Check each line of the records below for the word "chronological" and give the number of lines that have it, with nothing added.
BEGIN DATA FOR THE TASK
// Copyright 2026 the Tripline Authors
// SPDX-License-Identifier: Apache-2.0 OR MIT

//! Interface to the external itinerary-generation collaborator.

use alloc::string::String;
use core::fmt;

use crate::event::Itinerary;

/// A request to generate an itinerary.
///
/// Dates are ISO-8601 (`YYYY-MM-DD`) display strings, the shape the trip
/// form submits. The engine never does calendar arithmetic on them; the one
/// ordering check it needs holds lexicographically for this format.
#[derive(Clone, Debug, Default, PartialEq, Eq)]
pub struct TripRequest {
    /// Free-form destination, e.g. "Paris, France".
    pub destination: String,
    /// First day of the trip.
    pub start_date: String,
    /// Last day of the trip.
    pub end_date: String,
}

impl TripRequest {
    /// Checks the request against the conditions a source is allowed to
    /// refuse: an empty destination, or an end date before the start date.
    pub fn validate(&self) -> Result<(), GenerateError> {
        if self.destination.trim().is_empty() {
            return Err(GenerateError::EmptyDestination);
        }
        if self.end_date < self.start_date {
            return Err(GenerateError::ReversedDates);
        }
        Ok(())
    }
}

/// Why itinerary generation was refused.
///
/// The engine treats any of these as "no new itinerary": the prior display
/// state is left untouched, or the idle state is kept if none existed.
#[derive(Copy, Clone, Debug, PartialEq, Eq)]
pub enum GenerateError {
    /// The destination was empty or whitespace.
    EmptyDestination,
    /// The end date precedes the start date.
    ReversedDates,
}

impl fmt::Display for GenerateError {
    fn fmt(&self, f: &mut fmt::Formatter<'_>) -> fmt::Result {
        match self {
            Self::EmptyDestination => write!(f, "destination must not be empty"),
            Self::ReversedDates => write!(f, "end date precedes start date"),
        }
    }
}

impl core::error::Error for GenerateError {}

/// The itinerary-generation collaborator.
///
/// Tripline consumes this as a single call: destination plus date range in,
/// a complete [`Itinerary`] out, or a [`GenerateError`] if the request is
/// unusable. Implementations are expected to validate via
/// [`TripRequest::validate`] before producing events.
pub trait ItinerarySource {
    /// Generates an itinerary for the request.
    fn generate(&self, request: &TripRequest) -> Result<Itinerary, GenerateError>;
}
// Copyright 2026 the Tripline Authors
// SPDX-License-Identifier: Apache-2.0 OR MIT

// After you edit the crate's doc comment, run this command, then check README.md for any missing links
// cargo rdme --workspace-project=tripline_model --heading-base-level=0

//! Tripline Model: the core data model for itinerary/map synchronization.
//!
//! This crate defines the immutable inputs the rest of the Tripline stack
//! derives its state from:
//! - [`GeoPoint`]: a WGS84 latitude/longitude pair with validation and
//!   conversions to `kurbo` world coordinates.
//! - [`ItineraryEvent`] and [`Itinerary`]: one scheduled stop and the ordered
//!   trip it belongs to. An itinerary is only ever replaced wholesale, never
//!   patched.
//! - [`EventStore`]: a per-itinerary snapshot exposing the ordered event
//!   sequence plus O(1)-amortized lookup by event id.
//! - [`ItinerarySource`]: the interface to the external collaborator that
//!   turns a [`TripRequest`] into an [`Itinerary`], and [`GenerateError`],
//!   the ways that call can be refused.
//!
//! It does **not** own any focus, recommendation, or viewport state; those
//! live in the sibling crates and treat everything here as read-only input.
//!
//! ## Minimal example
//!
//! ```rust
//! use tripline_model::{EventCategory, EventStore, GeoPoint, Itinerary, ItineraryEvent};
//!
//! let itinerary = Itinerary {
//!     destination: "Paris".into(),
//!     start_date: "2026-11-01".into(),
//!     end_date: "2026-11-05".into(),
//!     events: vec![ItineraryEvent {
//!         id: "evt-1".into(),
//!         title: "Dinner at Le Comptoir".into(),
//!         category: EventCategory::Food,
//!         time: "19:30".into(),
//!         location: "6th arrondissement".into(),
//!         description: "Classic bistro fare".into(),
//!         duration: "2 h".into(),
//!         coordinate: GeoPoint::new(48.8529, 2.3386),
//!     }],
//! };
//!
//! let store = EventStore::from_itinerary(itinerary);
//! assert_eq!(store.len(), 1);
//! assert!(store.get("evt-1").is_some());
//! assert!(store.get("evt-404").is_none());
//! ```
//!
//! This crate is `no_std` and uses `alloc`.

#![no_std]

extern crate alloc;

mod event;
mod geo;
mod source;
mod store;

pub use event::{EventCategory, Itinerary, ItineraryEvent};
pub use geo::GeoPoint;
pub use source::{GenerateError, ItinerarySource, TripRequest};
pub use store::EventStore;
END DATA FOR THE TASK
BEGIN DATA FOR THE TASK
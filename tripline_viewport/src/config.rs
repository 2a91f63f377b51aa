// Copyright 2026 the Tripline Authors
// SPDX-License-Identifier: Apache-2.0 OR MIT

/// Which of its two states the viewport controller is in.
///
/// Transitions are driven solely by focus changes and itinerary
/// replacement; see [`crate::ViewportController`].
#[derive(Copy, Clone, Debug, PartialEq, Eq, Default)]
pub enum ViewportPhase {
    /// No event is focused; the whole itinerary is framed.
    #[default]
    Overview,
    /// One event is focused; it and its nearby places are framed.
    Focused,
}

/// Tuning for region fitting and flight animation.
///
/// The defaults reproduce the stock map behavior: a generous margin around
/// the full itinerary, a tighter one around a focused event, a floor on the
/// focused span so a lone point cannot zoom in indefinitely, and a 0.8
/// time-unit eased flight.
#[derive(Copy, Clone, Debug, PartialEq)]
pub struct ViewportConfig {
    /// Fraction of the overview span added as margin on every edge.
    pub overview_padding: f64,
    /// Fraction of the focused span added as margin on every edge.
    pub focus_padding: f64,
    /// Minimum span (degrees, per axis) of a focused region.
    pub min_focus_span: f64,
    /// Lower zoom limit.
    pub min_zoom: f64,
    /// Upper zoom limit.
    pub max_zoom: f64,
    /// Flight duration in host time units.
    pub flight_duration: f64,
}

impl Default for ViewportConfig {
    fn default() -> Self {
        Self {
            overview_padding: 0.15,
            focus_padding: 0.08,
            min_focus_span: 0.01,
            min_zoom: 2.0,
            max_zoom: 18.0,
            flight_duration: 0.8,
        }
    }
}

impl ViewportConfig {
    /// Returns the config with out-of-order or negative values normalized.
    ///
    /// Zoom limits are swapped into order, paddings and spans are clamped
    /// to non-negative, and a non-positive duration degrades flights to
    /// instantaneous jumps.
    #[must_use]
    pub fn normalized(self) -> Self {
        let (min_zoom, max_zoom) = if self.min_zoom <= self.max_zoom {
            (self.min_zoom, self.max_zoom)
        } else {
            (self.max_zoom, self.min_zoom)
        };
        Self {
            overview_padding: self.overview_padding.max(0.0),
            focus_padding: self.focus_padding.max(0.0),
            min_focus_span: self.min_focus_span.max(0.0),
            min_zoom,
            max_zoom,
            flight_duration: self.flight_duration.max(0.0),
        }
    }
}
END DATA FOR THE TASK
BEGIN DATA FOR THE TASK
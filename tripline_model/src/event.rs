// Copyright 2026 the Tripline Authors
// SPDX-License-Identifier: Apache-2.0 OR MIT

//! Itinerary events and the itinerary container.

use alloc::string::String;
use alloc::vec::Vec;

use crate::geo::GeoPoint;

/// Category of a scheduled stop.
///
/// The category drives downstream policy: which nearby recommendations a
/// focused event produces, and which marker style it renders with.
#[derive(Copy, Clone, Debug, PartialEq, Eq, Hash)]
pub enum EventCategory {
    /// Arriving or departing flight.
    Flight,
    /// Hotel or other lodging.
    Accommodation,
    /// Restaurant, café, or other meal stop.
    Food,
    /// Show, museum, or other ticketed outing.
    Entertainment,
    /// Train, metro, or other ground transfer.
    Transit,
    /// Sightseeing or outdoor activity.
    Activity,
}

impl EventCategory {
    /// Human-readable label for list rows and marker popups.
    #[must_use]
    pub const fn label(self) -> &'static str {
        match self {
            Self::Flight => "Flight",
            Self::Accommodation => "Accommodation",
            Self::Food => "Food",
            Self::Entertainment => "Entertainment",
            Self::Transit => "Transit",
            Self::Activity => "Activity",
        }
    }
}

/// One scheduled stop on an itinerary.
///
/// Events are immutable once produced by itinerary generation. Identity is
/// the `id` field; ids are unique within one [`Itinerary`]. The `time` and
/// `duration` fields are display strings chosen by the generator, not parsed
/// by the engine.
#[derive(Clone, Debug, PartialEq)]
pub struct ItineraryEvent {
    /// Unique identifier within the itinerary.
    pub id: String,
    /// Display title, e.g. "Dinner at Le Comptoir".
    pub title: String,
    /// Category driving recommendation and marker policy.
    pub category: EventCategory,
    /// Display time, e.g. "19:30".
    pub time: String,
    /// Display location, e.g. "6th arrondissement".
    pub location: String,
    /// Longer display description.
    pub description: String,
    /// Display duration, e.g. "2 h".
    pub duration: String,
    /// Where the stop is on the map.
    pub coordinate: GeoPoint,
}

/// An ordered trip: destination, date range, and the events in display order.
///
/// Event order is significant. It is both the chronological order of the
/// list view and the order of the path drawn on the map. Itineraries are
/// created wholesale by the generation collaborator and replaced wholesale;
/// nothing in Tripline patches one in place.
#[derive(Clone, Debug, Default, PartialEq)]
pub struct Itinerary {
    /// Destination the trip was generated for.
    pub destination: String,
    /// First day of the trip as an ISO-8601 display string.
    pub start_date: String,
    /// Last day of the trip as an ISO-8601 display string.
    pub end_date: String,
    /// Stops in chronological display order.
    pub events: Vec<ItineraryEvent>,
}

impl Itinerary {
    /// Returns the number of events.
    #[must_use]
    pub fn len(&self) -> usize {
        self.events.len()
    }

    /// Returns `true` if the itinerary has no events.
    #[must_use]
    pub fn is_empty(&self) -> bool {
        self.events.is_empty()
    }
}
END DATA FOR THE TASK
> [RESPONSE] 2